Why Google - Not Facebook - Will Build The Database Of Affinity

Nate Elliott

Recently we described an idea called the database of affinity: A catalogue of people’s tastes and preferences collected by observing their social behaviors on sites like Facebook and Twitter. Why are we so excited about this idea? Because if Facebook or Twitter or some other company can effectively harness the data from all the likes and shares and votes and reviews they record, they could bring untold rigor, discipline, and success to brand advertising.
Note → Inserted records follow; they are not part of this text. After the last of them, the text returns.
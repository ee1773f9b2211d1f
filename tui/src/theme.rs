//! Theme and Colors
//!
//! The adapta palette: deep purple and pink accents over a dark
//! terminal background, with green for user-entered text.

use ratatui::style::Color;

/// Primary accent - pink-purple
pub const ACCENT: Color = Color::Rgb(199, 36, 177);

/// Secondary accent - deep purple
pub const ACCENT_DEEP: Color = Color::Rgb(98, 24, 190);

/// User-entered input text
pub const INPUT_GREEN: Color = Color::Rgb(130, 220, 130);

/// Dim/system text
pub const DIM_GRAY: Color = Color::Rgb(100, 100, 100);

/// Error text
pub const ERROR_RED: Color = Color::Rgb(255, 80, 80);

/// Focused element highlight
pub const FOCUS: Color = Color::Rgb(255, 182, 255);

/// Plain body text
pub const BODY: Color = Color::Rgb(230, 230, 230);
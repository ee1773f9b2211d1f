//! Error Types
//!
//! Transport failures are the only hard errors in this crate: they
//! abort the in-flight conversation turn and drop the client back to
//! Idle. Interpreter-level problems (unknown node types, missing
//! actions) are diagnostics, recovered locally, and never surface
//! here.

use thiserror::Error;

/// A failed exchange with the agent backend.
#[derive(Debug, Error)]
pub enum TransportError {
    /// Connection-level failure (DNS, refused, timeout, ...)
    #[error("request failed: {0}")]
    Request(#[from] reqwest::Error),

    /// Backend answered with a non-success status
    #[error("server returned HTTP {0}")]
    Status(u16),

    /// Response body was not a valid talk response
    #[error("malformed response body: {0}")]
    Decode(#[source] serde_json::Error),
}
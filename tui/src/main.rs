//! Adapta TUI Entry Point
//!
//! Launches the terminal surface for the adapta agent backend.
//!
//! Environment:
//!   ADAPTA_ENDPOINT       Agent URL (default: http://localhost:8000/api/)
//!   ADAPTA_TIMEOUT_SECS   Request timeout in seconds (default: 120)
//!   RUST_LOG              Tracing filter (logs go to stderr)

use std::io;
use std::panic;

use crossterm::{
    execute,
    terminal::{disable_raw_mode, enable_raw_mode, EnterAlternateScreen, LeaveAlternateScreen},
};
use ratatui::backend::CrosstermBackend;
use ratatui::Terminal;
use tracing_subscriber::{layer::SubscriberExt, util::SubscriberInitExt};

use adapta_tui::App;

#[tokio::main]
async fn main() -> anyhow::Result<()> {
    // Set up logging
    tracing_subscriber::registry()
        .with(tracing_subscriber::fmt::layer().with_target(false))
        .with(tracing_subscriber::EnvFilter::from_default_env())
        .init();

    // Check if we have a TTY before attempting initialization
    use std::io::IsTerminal;

    if !io::stdin().is_terminal() || !io::stdout().is_terminal() {
        eprintln!("Error: adapta-tui requires a terminal (TTY)");
        eprintln!("Run it interactively, not from CI or a pipe.");
        std::process::exit(1);
    }

    // Set up panic hook to restore terminal
    let original_hook = panic::take_hook();
    panic::set_hook(Box::new(move |panic_info| {
        // Restore terminal before printing panic
        let _ = disable_raw_mode();
        let _ = execute!(io::stdout(), LeaveAlternateScreen);
        original_hook(panic_info);
    }));

    // Initialize terminal
    enable_raw_mode()?;
    let mut stdout = io::stdout();
    execute!(stdout, EnterAlternateScreen)?;
    let backend = CrosstermBackend::new(stdout);
    let mut terminal = Terminal::new(backend)?;
    terminal.clear()?;

    // Run the app
    let result = run_app(&mut terminal).await;

    // Restore terminal
    disable_raw_mode()?;
    execute!(terminal.backend_mut(), LeaveAlternateScreen)?;
    terminal.show_cursor()?;

    // Propagate any errors
    result
}

async fn run_app(terminal: &mut Terminal<CrosstermBackend<io::Stdout>>) -> anyhow::Result<()> {
    let mut app = App::new()?;
    app.run(terminal).await
}
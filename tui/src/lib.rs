//! Adapta TUI - terminal surface for the server-driven UI engine
//!
//! The agent backend decides what the screen looks like; this crate
//! just interprets and draws it. Each conversation turn the backend
//! returns a component tree, the core interpreter resolves it, and
//! the surface flattens it into a focusable element list the user can
//! tab through, type into, and submit.
//!
//! # Architecture
//!
//! - **Screen**: the flattened element list with focus and transient
//!   input state, rebuilt wholesale on every tree swap
//! - **View**: buffer-level drawing of the welcome screen, the
//!   element list, and the status line
//! - **App**: the event loop bridging terminal events, the session
//!   client, and rendering

pub mod app;
pub mod screen;
pub mod theme;
pub mod view;

pub use app::App;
But exploiting the database of affinity won’t be easy. Any company hoping to turn affinity data into something marketers can use will need three things:

  1. Lots of affinity data from lots of sources. The raw data required to build a functional database of affinity doesn’t live in just one place. Facebook controls the most "like" data, recording more than 80 billion per month at last check. But Twitter records more "talking" than anyone else (1.5 billion tweets per month); Amazon collects the most reviews (well over 6 million per month); and Google’s YouTube and Google Display Network have data on how a billion people prefer to spend their time.
  2. The ability to bring meaning to that data. It’s easy to draw simple conclusions from affinity data: If you ‘like’ snowboarding you might like to see an ad for energy drinks. But the real value in affinity data won’t be unlocked until we can find hidden combinations of affinity that work for marketing. That’ll require technologies and teams that can do some serious data analysis — as well as a real-time feedback loop to determine whether people really are interested in the ads targeted to them based on such complex assumptions.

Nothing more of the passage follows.